WORK ITEM: Below are records; say how many of their lines include the word "when", giving nothing but the number.

RECORDS SUPPLIED:
§
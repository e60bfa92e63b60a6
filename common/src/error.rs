use async_openai::error::OpenAIError;
use thiserror::Error;
use tokio::task::JoinError;

// Core internal errors
#[derive(Error, Debug)]
pub enum AppError {
    #[error("Database error: {0}")]
    Database(#[from] surrealdb::Error),
    #[error("OpenAI error: {0}")]
    OpenAI(#[from] OpenAIError),
    #[error("Not found: {0}")]
    NotFound(String),
    #[error("Validation error: {0}")]
    Validation(String),
    #[error("Configuration error: {0}")]
    Configuration(String),
    #[error("Task join error: {0}")]
    Join(#[from] JoinError),
    #[error("IoError: {0}")]
    Io(#[from] std::io::Error),
    #[error("Reqwest error: {0}")]
    Reqwest(#[from] reqwest::Error),
    #[error("Anyhow error: {0}")]
    Anyhow(#[from] anyhow::Error),
    #[error("Internal service error: {0}")]
    InternalError(String),
}
use async_openai::{config::OpenAIConfig, types::CreateEmbeddingRequestArgs, Client};
use tracing::debug;

use crate::{config::scoped::EmbeddingSettings, error::AppError};

/// Query/document embedding backend.
///
/// `OpenAi` calls the configured embedding model (batch-of-one); `Hashed`
/// is a deterministic token-bucket embedding used when no provider key is
/// available and in tests, so retrieval stays functional offline.
pub enum EmbeddingProvider {
    OpenAi {
        client: Client<OpenAIConfig>,
        model: String,
        dimensions: u32,
    },
    Hashed {
        dimensions: usize,
    },
}

impl EmbeddingProvider {
    pub fn from_env(settings: &EmbeddingSettings) -> Self {
        let api_key = std::env::var("OPENAI_API_KEY").unwrap_or_default();
        if api_key.trim().is_empty() {
            debug!(
                dimensions = settings.embedding_dim,
                "OPENAI_API_KEY absent; using hashed embedding backend"
            );
            return Self::new_hashed(settings.embedding_dim);
        }

        let client = Client::with_config(OpenAIConfig::new().with_api_key(api_key));
        Self::OpenAi {
            client,
            model: settings.embedding_model.clone(),
            dimensions: u32::try_from(settings.embedding_dim).unwrap_or(1536),
        }
    }

    pub fn new_hashed(dimensions: usize) -> Self {
        Self::Hashed {
            dimensions: dimensions.max(8),
        }
    }

    pub fn dimension(&self) -> usize {
        match self {
            Self::OpenAi { dimensions, .. } => *dimensions as usize,
            Self::Hashed { dimensions } => *dimensions,
        }
    }

    pub fn backend_label(&self) -> &'static str {
        match self {
            Self::OpenAi { .. } => "openai",
            Self::Hashed { .. } => "hashed",
        }
    }

    pub async fn embed(&self, input: &str) -> Result<Vec<f32>, AppError> {
        match self {
            Self::OpenAi {
                client,
                model,
                dimensions,
            } => {
                let request = CreateEmbeddingRequestArgs::default()
                    .model(model)
                    .dimensions(*dimensions)
                    .input([input])
                    .build()?;

                let response = client.embeddings().create(request).await?;

                let embedding = response
                    .data
                    .first()
                    .ok_or_else(|| {
                        AppError::InternalError("No embedding data received".to_string())
                    })?
                    .embedding
                    .clone();

                Ok(embedding)
            }
            Self::Hashed { dimensions } => Ok(hashed_embedding(input, *dimensions)),
        }
    }
}

/// FNV-1a over lowercased alphanumeric tokens, folded into buckets and
/// L2-normalized. Deterministic across processes.
fn hashed_embedding(input: &str, dimensions: usize) -> Vec<f32> {
    let mut vector = vec![0.0f32; dimensions];

    for token in input
        .split(|c: char| !c.is_alphanumeric())
        .filter(|t| !t.is_empty())
    {
        let mut hash: u64 = 0xcbf2_9ce4_8422_2325;
        for byte in token.to_lowercase().bytes() {
            hash ^= u64::from(byte);
            hash = hash.wrapping_mul(0x0000_0100_0000_01b3);
        }
        let bucket = (hash % dimensions as u64) as usize;
        if let Some(slot) = vector.get_mut(bucket) {
            *slot += 1.0;
        }
    }

    let norm = vector.iter().map(|v| v * v).sum::<f32>().sqrt();
    if norm > 0.0 {
        for value in &mut vector {
            *value /= norm;
        }
    }

    vector
}
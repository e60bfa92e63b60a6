use async_openai::types::{
    ChatCompletionRequestAssistantMessageArgs, ChatCompletionRequestMessage,
    ChatCompletionRequestSystemMessageArgs, ChatCompletionRequestUserMessageArgs,
    CreateChatCompletionStreamResponse,
};
use common::error::AppError;
use retrieval_pipeline::ChunkMatch;
use serde::Serialize;

use crate::{AnswerDebug, ProviderInfo};

/// SSE event envelope. Every stream terminates with `done` (or `error` when
/// the transport itself fails); deltas arrive as `text` fragments.
#[derive(Debug, Serialize)]
#[serde(tag = "type", rename_all = "lowercase")]
pub enum AnswerEvent {
    Text {
        content: String,
    },
    Done {
        #[serde(flatten)]
        payload: Box<DonePayload>,
    },
    Error {
        message: String,
    },
}

#[derive(Debug, Serialize)]
pub struct DonePayload {
    #[serde(skip_serializing_if = "Option::is_none")]
    pub run_id: Option<String>,
    #[serde(skip_serializing_if = "Option::is_none")]
    pub conversation_id: Option<String>,
    pub started_at_ms: u64,
    pub ended_at_ms: u64,
    pub sources: Vec<ChunkMatch>,
    #[serde(skip_serializing_if = "Option::is_none")]
    pub provider: Option<ProviderInfo>,
    #[serde(skip_serializing_if = "Option::is_none")]
    pub provider_response_id: Option<String>,
    pub debug: AnswerDebug,
}

/// Milliseconds since the Unix epoch.
pub fn now_ms() -> u64 {
    std::time::SystemTime::now()
        .duration_since(std::time::UNIX_EPOCH)
        .map(|d| d.as_millis() as u64)
        .unwrap_or(0)
}

/// Pull the text fragment out of one streaming response.
///
/// Providers behind the OpenAI-compatible surface differ: most send
/// incremental `delta.content`, some emit the whole message mid-stream as a
/// single delta, and some send empty keep-alive chunks. Empty fragments are
/// filtered so the SSE layer never emits blank `text` events.
pub fn extract_delta(response: &CreateChatCompletionStreamResponse) -> Option<String> {
    response
        .choices
        .first()
        .and_then(|choice| choice.delta.content.clone())
        .filter(|content| !content.is_empty())
}

/// Capture the provider response id when the stream carries one.
pub fn extract_response_id(response: &CreateChatCompletionStreamResponse) -> Option<String> {
    let id = response.id.trim();
    if id.is_empty() {
        None
    } else {
        Some(id.to_string())
    }
}

/// One prior conversation turn, as carried by chat requests.
#[derive(Debug, Clone, serde::Deserialize, Serialize)]
pub struct HistoryTurn {
    pub role: String,
    pub content: String,
}

/// Assemble the request messages: system prompt, prior turns, then the user
/// message with the context block prepended.
pub fn build_messages(
    system_prompt: &str,
    history: &[HistoryTurn],
    context_text: &str,
    query: &str,
) -> Result<Vec<ChatCompletionRequestMessage>, AppError> {
    let mut messages: Vec<ChatCompletionRequestMessage> = Vec::with_capacity(history.len() + 2);

    messages.push(
        ChatCompletionRequestSystemMessageArgs::default()
            .content(system_prompt)
            .build()?
            .into(),
    );

    for turn in history {
        let message: ChatCompletionRequestMessage = if turn.role.eq_ignore_ascii_case("assistant")
        {
            ChatCompletionRequestAssistantMessageArgs::default()
                .content(turn.content.clone())
                .build()?
                .into()
        } else {
            ChatCompletionRequestUserMessageArgs::default()
                .content(turn.content.clone())
                .build()?
                .into()
        };
        messages.push(message);
    }

    let user_content = if context_text.is_empty() {
        query.to_string()
    } else {
        format!("{context_text}\n\nQuestion: {query}")
    };
    messages.push(
        ChatCompletionRequestUserMessageArgs::default()
            .content(user_content)
            .build()?
            .into(),
    );

    Ok(messages)
}
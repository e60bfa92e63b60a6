use std::collections::{HashMap, HashSet};

use common::{
    config::scoped::GraphLegSettings,
    config::ScopedConfig,
    error::AppError,
    storage::types::{
        chunk::Chunk,
        chunk_membership::ChunkMembership,
        entity::Entity,
        entity_relation::{EntityRelation, RelationType},
    },
};
use tracing::debug;

use crate::{ChunkMatch, MatchSource, SearchContext};

use super::query_tokens;

pub struct GraphLegOutput {
    pub matches: Vec<ChunkMatch>,
    pub entity_hits: usize,
}

/// State accumulated per reached entity during expansion.
#[derive(Debug, Clone)]
struct ReachedEntity {
    hops: u32,
    path_weight: f32,
    direct: bool,
}

/// Graph leg: match entity names against query tokens (direct matches,
/// hops = 0), expand up to `max_hops` over typed edges, hydrate entities to
/// chunks, and score with hop decay. A chunk reached through several
/// entities keeps the maximum contribution, never the sum.
pub async fn run(
    ctx: &SearchContext,
    corpus_ids: &[String],
    query: &str,
    config: &ScopedConfig,
) -> Result<GraphLegOutput, AppError> {
    let tokens: Vec<String> = query_tokens(query)
        .into_iter()
        .filter(|t| t.len() >= 3)
        .collect();

    let mut matches = Vec::new();
    let mut entity_hits = 0usize;

    for corpus_id in corpus_ids {
        let (corpus_matches, corpus_entities) =
            run_for_corpus(ctx, corpus_id, &tokens, config).await?;
        entity_hits += corpus_entities;
        matches.extend(corpus_matches);
    }

    matches.sort_by(|a, b| {
        b.score
            .partial_cmp(&a.score)
            .unwrap_or(std::cmp::Ordering::Equal)
            .then_with(|| a.chunk_id.cmp(&b.chunk_id))
    });
    matches.truncate(config.graph.top_k);

    debug!(results = matches.len(), entity_hits, "Graph leg complete");
    Ok(GraphLegOutput {
        matches,
        entity_hits,
    })
}

async fn run_for_corpus(
    ctx: &SearchContext,
    corpus_id: &str,
    tokens: &[String],
    config: &ScopedConfig,
) -> Result<(Vec<ChunkMatch>, usize), AppError> {
    if tokens.is_empty() {
        return Ok((Vec::new(), 0));
    }

    let direct = Entity::find_by_name_tokens(&ctx.db, corpus_id, tokens).await?;
    if direct.is_empty() {
        return Ok((Vec::new(), 0));
    }

    let mut reached: HashMap<String, ReachedEntity> = HashMap::new();
    let mut entities: HashMap<String, Entity> = HashMap::new();
    for entity in direct {
        reached.insert(
            entity.id.clone(),
            ReachedEntity {
                hops: 0,
                path_weight: 1.0,
                direct: true,
            },
        );
        entities.insert(entity.id.clone(), entity);
    }

    expand(ctx, corpus_id, config, &mut reached, &mut entities).await?;

    let entity_hits = reached.len();
    let chunk_matches = hydrate_entities(ctx, corpus_id, config, &reached, &entities).await?;

    Ok((chunk_matches, entity_hits))
}

/// Breadth-first expansion over typed edges, tracking the minimum hop count
/// per entity. On equal hops the stronger path weight wins.
async fn expand(
    ctx: &SearchContext,
    corpus_id: &str,
    config: &ScopedConfig,
    reached: &mut HashMap<String, ReachedEntity>,
    entities: &mut HashMap<String, Entity>,
) -> Result<(), AppError> {
    let mut frontier: Vec<String> = reached.keys().cloned().collect();

    for hop in 1..=config.graph.max_hops {
        if frontier.is_empty() {
            break;
        }

        let relations = EntityRelation::find_touching(&ctx.db, corpus_id, &frontier).await?;
        if relations.is_empty() {
            break;
        }

        let frontier_set: HashSet<&str> = frontier.iter().map(String::as_str).collect();
        let mut next_frontier: Vec<String> = Vec::new();

        for relation in &relations {
            for (from, to) in [
                (relation.source_id.as_str(), relation.target_id.as_str()),
                (relation.target_id.as_str(), relation.source_id.as_str()),
            ] {
                if !frontier_set.contains(from) {
                    continue;
                }
                let Some(origin) = reached.get(from).cloned() else {
                    continue;
                };

                let edge = edge_weight(relation.relation_type, &config.graph) * relation.weight;
                let candidate = ReachedEntity {
                    hops: hop,
                    path_weight: origin.path_weight * edge,
                    direct: false,
                };

                match reached.get_mut(to) {
                    Some(existing) => {
                        if candidate.hops == existing.hops
                            && candidate.path_weight > existing.path_weight
                        {
                            existing.path_weight = candidate.path_weight;
                        }
                    }
                    None => {
                        reached.insert(to.to_string(), candidate);
                        next_frontier.push(to.to_string());
                    }
                }
            }
        }

        let missing: Vec<String> = next_frontier
            .iter()
            .filter(|id| !entities.contains_key(*id))
            .cloned()
            .collect();
        for entity in Entity::fetch_by_ids(&ctx.db, corpus_id, &missing).await? {
            entities.insert(entity.id.clone(), entity);
        }

        frontier = next_frontier;
    }

    Ok(())
}

fn edge_weight(relation_type: RelationType, graph: &GraphLegSettings) -> f32 {
    match relation_type {
        RelationType::Contains => graph.ast_contains_weight,
        RelationType::Inherits => graph.ast_inherits_weight,
        RelationType::Imports => graph.ast_imports_weight,
        RelationType::Calls => graph.ast_calls_weight,
        RelationType::References | RelationType::RelatedTo => 1.0,
    }
}

fn entity_score(state: &ReachedEntity, graph: &GraphLegSettings) -> f32 {
    let decayed = graph.base_boost * graph.hop_decay.powi(state.hops as i32) * state.path_weight;
    if state.direct {
        decayed * graph.direct_match_boost
    } else {
        decayed
    }
}

/// Map reached entities onto chunks: membership edges first, the entity's
/// own line span as fallback. Chunk score is the max over contributors.
async fn hydrate_entities(
    ctx: &SearchContext,
    corpus_id: &str,
    config: &ScopedConfig,
    reached: &HashMap<String, ReachedEntity>,
    entities: &HashMap<String, Entity>,
) -> Result<Vec<ChunkMatch>, AppError> {
    let entity_ids: Vec<String> = reached.keys().cloned().collect();
    let memberships = ChunkMembership::find_for_entities(&ctx.db, corpus_id, &entity_ids).await?;

    let mut membership_by_entity: HashMap<&str, Vec<&str>> = HashMap::new();
    for membership in &memberships {
        membership_by_entity
            .entry(membership.entity_id.as_str())
            .or_default()
            .push(membership.chunk_id.as_str());
    }

    // Best contribution per chunk id.
    struct Contribution {
        score: f32,
        hops: u32,
        direct: bool,
        entity_id: String,
    }
    let mut best: HashMap<String, Contribution> = HashMap::new();
    let mut span_lookups: Vec<(String, f32, u32, bool)> = Vec::new();

    for (entity_id, state) in reached {
        let score = entity_score(state, &config.graph);

        match membership_by_entity.get(entity_id.as_str()) {
            Some(chunk_ids) => {
                for chunk_id in chunk_ids {
                    let replace = best
                        .get(*chunk_id)
                        .map(|existing| score > existing.score)
                        .unwrap_or(true);
                    if replace {
                        best.insert(
                            (*chunk_id).to_string(),
                            Contribution {
                                score,
                                hops: state.hops,
                                direct: state.direct,
                                entity_id: entity_id.clone(),
                            },
                        );
                    }
                }
            }
            None => {
                span_lookups.push((entity_id.clone(), score, state.hops, state.direct));
            }
        }
    }

    // Fallback hydration over (file_path, start_line, end_line).
    for (entity_id, score, hops, direct) in span_lookups {
        let Some(entity) = entities.get(&entity_id) else {
            continue;
        };
        let (Some(file_path), Some(start), Some(end)) =
            (entity.file_path.as_ref(), entity.start_line, entity.end_line)
        else {
            continue;
        };

        let chunks = Chunk::find_by_span(&ctx.db, corpus_id, file_path, start, end).await?;
        for chunk in chunks {
            let replace = best
                .get(&chunk.id)
                .map(|existing| score > existing.score)
                .unwrap_or(true);
            if replace {
                best.insert(
                    chunk.id.clone(),
                    Contribution {
                        score,
                        hops,
                        direct,
                        entity_id: entity_id.clone(),
                    },
                );
            }
        }
    }

    let chunk_ids: Vec<String> = best.keys().cloned().collect();
    let chunks = Chunk::fetch_by_ids(&ctx.db, corpus_id, &chunk_ids).await?;

    let mut out = Vec::with_capacity(chunks.len());
    for chunk in chunks {
        let Some(contribution) = best.get(&chunk.id) else {
            continue;
        };
        let mut m = ChunkMatch {
            chunk_id: chunk.id,
            corpus_id: chunk.corpus_id,
            content: chunk.content,
            file_path: chunk.file_path,
            start_line: chunk.start_line,
            end_line: chunk.end_line,
            language: chunk.language,
            score: contribution.score,
            source: MatchSource::Graph,
            metadata: serde_json::Map::new(),
        };
        m.absorb_chunk_metadata(&chunk.metadata);
        m.meta_insert("hops", serde_json::json!(contribution.hops));
        m.meta_insert("direct_match", serde_json::json!(contribution.direct));
        m.meta_insert("entity_id", serde_json::json!(contribution.entity_id));
        out.push(m);
    }

    Ok(out)
}
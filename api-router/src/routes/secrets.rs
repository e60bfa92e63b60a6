use axum::Json;
use common::config::{secrets_status, SecretsStatus};

/// Presence booleans for provider credentials; values never leave the
/// process.
pub async fn secrets_check() -> Json<SecretsStatus> {
    Json(secrets_status())
}
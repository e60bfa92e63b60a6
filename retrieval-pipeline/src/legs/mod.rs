pub mod graph;
pub mod sparse;
pub mod vector;

/// Tokenize a query for lexical matching: lowercase alphanumeric runs, short
/// noise dropped, order-preserving dedup.
pub fn query_tokens(query: &str) -> Vec<String> {
    let mut seen = std::collections::HashSet::new();
    let mut tokens = Vec::new();

    for raw in query.split(|c: char| !c.is_alphanumeric() && c != '_') {
        let token = raw.trim_matches('_').to_lowercase();
        if token.len() < 2 || STOPWORDS.contains(&token.as_str()) {
            continue;
        }
        if seen.insert(token.clone()) {
            tokens.push(token);
        }
    }

    tokens
}

const STOPWORDS: &[&str] = &[
    "a", "an", "the", "is", "are", "was", "were", "be", "been", "of", "to", "in", "on", "for",
    "and", "or", "at", "by", "with", "from", "as", "it", "this", "that", "these", "those", "i",
    "we", "you", "they", "do", "does", "did", "where", "what", "when", "how", "why", "which",
    "who", "can", "could", "should", "would",
];

#[cfg(test)]
mod tests {
    use super::*;

    #[test]
    fn tokens_drop_stopwords_and_dedup() {
        let tokens = query_tokens("Where is the authentication flow and the authentication code?");
        assert_eq!(tokens, vec!["authentication", "flow", "code"]);
    }

    #[test]
    fn tokens_keep_identifier_underscores_split() {
        let tokens = query_tokens("login_controller refresh");
        assert_eq!(tokens, vec!["login_controller", "refresh"]);
    }
}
§
YOUR RESPONSE: 4